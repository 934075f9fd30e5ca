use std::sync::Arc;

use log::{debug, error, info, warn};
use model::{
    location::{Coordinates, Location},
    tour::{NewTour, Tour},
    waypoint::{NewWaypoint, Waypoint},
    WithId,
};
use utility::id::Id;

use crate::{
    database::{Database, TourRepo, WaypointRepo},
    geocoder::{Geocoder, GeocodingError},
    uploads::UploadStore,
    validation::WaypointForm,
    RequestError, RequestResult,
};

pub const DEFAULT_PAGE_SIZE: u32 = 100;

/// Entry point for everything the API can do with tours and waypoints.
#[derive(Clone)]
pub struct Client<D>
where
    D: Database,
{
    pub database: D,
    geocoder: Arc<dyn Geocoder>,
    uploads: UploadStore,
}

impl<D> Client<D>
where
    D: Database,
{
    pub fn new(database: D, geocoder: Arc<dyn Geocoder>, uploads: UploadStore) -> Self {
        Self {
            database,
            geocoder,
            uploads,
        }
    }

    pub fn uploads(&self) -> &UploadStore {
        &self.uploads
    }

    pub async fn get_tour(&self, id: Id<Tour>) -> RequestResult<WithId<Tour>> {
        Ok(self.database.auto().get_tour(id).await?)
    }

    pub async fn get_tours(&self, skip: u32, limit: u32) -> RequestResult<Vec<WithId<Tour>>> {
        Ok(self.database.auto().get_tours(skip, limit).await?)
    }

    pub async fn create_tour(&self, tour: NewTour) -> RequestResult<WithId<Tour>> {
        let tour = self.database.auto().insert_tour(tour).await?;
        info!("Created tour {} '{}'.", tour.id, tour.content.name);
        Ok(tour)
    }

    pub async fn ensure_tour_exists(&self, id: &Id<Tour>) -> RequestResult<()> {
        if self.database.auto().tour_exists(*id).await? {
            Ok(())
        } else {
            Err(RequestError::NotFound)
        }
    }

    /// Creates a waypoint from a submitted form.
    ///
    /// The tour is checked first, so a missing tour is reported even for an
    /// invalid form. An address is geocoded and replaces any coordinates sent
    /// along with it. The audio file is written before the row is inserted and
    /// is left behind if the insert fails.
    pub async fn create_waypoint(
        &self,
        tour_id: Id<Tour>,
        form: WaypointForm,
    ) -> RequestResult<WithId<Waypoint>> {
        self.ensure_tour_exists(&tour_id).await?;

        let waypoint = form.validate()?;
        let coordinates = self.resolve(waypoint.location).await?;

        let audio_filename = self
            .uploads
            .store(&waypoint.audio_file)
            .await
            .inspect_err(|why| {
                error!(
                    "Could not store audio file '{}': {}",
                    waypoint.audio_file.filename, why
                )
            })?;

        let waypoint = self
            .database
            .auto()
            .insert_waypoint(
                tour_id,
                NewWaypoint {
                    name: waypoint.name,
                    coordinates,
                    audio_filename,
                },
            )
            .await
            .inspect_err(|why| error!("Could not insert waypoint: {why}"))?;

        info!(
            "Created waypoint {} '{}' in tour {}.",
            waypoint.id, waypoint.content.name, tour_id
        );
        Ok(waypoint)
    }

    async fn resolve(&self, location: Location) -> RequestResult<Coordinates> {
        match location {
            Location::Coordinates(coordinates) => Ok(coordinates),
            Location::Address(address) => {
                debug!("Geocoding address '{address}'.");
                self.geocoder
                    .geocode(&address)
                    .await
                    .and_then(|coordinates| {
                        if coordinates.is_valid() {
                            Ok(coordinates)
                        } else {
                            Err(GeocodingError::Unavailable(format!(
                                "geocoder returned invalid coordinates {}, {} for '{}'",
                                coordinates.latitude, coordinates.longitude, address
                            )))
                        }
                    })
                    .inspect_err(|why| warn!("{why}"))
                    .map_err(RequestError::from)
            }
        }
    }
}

= = =

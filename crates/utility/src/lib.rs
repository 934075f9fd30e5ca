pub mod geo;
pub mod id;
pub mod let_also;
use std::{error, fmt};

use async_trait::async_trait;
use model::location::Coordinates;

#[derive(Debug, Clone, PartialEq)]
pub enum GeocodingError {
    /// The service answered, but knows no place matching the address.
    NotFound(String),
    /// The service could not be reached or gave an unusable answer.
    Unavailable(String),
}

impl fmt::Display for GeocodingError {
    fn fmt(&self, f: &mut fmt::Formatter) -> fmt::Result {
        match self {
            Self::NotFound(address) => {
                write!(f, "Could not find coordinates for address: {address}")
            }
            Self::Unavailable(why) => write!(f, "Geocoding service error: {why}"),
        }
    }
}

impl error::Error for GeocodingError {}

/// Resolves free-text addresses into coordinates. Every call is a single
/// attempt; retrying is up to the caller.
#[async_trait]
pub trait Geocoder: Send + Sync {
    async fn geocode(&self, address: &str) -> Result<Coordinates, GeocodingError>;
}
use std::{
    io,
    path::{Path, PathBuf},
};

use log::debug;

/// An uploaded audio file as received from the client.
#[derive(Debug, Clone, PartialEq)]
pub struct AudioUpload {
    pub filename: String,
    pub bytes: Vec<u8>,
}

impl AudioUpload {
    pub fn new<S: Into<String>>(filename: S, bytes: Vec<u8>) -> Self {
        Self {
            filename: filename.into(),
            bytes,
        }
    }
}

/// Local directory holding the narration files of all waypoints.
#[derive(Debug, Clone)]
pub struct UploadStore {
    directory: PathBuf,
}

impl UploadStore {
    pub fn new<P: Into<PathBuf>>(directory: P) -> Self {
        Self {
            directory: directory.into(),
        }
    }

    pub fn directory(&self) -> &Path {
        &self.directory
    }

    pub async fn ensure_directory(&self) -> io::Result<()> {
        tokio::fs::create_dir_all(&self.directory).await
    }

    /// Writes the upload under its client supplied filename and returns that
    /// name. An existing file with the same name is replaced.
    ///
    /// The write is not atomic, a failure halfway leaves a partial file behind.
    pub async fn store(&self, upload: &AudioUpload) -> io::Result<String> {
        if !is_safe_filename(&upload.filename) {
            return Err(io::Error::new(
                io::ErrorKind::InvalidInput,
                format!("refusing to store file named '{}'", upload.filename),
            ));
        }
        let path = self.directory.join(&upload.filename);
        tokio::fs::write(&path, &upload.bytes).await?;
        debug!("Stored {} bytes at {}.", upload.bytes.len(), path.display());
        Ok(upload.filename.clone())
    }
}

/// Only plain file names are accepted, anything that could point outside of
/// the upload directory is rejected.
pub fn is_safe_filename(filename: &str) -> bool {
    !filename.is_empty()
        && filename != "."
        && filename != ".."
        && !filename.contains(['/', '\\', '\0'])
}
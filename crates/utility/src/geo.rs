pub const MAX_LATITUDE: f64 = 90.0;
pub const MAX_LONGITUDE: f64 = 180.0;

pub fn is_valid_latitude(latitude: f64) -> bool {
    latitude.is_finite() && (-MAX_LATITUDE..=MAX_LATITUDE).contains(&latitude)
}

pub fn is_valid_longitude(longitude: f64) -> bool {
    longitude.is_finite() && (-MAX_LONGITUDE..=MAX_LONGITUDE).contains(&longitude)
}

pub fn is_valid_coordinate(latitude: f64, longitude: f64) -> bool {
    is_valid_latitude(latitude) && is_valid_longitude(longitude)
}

= = =

Required action:
Could you return every line from the entries above in which the string "NewTour" occurs?

Reply:
    tour::{NewTour, Tour},
    pub async fn create_tour(&self, tour: NewTour) -> RequestResult<WithId<Tour>> {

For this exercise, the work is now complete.